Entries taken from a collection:

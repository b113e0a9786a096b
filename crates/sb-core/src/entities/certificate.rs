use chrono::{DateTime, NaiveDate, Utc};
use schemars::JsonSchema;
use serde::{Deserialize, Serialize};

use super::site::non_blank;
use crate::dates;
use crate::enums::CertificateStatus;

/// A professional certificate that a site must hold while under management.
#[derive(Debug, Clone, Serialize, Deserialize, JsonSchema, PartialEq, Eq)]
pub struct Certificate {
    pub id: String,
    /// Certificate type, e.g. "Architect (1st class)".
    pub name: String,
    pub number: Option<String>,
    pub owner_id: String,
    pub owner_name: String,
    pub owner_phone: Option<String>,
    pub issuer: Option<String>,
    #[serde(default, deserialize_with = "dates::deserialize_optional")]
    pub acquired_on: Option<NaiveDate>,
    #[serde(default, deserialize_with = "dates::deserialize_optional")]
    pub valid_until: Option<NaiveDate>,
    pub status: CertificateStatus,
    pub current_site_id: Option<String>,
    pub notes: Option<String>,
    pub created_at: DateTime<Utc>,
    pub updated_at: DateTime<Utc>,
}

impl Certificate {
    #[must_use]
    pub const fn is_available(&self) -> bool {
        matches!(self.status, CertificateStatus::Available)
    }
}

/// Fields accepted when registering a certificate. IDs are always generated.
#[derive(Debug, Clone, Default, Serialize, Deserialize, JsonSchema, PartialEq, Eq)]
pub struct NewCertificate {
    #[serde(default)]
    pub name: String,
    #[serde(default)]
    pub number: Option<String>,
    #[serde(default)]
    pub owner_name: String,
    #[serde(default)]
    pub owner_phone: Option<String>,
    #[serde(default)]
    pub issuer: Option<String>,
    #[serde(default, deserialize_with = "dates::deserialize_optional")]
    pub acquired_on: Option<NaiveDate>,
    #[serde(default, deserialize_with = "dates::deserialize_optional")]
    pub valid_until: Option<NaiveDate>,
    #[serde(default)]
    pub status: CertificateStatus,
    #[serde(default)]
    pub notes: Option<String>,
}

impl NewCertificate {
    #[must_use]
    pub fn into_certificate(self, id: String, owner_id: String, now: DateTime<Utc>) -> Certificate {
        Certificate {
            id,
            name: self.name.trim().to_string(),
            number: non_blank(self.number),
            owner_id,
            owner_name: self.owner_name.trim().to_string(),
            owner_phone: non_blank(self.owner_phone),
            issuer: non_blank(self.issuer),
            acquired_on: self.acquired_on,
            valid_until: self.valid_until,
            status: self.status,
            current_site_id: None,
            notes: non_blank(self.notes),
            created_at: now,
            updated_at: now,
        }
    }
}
==
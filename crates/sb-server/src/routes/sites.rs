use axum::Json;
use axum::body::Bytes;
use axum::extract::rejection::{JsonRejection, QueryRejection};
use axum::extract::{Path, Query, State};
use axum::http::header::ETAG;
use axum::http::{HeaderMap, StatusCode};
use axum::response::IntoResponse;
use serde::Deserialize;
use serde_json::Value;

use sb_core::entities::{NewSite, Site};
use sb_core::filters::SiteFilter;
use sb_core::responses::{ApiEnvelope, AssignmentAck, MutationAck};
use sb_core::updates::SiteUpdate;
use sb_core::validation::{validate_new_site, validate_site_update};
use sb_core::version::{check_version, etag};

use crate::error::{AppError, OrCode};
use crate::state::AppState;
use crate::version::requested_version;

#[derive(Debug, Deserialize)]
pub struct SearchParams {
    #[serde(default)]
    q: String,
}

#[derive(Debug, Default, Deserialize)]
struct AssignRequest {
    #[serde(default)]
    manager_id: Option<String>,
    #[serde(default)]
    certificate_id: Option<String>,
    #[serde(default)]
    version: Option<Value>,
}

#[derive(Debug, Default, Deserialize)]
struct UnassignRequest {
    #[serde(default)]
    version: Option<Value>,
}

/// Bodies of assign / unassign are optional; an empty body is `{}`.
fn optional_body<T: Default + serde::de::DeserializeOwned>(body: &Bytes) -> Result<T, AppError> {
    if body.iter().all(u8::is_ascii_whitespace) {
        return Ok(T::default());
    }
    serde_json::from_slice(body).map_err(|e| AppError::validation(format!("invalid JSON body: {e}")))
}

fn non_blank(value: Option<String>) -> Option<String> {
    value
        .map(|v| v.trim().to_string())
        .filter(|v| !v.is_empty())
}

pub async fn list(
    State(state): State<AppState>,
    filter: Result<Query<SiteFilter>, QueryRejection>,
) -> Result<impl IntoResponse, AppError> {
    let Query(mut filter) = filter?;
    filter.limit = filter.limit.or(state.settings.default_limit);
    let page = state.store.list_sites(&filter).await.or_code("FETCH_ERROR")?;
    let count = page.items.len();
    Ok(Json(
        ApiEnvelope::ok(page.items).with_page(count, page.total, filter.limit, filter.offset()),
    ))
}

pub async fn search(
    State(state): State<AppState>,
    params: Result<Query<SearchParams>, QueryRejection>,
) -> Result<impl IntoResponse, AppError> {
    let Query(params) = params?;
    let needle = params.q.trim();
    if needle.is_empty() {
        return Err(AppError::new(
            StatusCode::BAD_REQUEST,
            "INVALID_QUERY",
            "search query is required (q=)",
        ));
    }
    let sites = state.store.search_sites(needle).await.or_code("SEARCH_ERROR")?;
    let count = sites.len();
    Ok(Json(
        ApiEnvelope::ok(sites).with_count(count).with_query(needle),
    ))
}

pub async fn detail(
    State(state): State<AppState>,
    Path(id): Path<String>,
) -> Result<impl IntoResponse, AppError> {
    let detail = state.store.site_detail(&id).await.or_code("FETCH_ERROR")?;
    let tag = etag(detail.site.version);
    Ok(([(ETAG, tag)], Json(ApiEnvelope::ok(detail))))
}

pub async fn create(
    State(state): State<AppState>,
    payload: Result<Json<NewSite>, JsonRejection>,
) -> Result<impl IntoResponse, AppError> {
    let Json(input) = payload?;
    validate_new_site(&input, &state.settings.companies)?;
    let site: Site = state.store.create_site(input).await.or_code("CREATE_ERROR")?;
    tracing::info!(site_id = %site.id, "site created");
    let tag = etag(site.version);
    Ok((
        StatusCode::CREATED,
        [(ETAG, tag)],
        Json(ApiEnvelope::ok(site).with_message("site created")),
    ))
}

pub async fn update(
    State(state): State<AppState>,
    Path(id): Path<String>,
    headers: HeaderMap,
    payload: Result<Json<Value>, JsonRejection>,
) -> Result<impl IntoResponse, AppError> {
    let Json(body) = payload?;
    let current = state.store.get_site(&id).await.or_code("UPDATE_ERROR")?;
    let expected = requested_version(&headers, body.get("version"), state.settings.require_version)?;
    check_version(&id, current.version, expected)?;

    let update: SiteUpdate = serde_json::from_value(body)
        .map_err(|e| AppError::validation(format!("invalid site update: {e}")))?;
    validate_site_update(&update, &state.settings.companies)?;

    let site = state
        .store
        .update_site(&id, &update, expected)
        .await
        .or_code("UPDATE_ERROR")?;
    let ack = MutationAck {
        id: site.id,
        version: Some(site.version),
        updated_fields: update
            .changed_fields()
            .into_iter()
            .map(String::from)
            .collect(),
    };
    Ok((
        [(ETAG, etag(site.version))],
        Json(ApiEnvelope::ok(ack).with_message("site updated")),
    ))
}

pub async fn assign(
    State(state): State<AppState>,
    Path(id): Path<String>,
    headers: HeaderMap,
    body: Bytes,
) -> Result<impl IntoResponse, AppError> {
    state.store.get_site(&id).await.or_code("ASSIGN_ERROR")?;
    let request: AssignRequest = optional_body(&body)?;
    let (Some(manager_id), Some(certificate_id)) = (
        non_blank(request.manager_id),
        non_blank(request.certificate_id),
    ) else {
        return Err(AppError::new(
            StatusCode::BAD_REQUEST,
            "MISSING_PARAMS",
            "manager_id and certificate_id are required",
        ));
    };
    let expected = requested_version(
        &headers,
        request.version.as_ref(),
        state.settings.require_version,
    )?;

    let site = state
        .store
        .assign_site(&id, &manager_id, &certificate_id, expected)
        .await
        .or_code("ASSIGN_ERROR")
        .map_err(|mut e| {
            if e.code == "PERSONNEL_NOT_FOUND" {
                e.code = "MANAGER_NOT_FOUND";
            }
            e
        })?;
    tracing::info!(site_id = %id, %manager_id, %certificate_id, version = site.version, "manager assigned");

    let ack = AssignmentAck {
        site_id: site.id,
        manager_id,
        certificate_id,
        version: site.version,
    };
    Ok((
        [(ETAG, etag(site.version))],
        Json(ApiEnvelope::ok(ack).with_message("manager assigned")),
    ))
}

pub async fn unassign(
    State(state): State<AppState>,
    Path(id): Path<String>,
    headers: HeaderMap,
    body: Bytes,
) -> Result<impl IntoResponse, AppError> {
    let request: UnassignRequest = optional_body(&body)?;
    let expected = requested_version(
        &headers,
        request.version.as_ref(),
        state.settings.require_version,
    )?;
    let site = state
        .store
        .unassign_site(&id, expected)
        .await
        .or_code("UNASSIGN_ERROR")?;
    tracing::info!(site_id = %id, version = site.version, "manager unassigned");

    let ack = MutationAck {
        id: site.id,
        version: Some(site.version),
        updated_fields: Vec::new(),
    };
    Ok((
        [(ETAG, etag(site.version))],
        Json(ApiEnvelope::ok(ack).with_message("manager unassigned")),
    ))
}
---
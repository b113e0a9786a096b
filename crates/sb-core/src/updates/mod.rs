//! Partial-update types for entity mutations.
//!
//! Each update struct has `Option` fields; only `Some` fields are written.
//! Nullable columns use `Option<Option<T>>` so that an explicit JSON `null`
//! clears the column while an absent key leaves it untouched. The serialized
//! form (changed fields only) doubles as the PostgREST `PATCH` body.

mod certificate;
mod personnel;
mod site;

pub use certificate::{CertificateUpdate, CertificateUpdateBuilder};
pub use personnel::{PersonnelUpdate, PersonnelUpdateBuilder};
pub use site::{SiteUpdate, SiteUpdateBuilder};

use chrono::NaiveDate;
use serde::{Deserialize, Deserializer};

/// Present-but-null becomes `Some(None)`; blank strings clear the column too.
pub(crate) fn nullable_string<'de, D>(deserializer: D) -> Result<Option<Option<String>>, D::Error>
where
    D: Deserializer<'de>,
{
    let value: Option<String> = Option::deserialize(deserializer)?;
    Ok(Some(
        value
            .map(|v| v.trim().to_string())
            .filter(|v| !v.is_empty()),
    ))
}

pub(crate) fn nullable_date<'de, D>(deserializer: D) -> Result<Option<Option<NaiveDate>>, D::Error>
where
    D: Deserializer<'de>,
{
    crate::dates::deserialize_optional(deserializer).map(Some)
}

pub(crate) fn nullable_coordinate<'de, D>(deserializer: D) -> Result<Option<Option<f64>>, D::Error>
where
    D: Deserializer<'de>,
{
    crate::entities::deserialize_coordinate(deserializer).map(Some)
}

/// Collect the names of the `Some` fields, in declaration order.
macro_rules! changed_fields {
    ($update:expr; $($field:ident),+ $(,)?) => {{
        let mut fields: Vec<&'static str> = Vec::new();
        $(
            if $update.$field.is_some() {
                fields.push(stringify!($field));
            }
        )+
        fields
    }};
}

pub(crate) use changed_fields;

Exercise goal:
Whenever the string "QueryRejection" shows up in a line above, copy that line.

Task result:
use axum::extract::rejection::{JsonRejection, QueryRejection};
    filter: Result<Query<SiteFilter>, QueryRejection>,
    params: Result<Query<SearchParams>, QueryRejection>,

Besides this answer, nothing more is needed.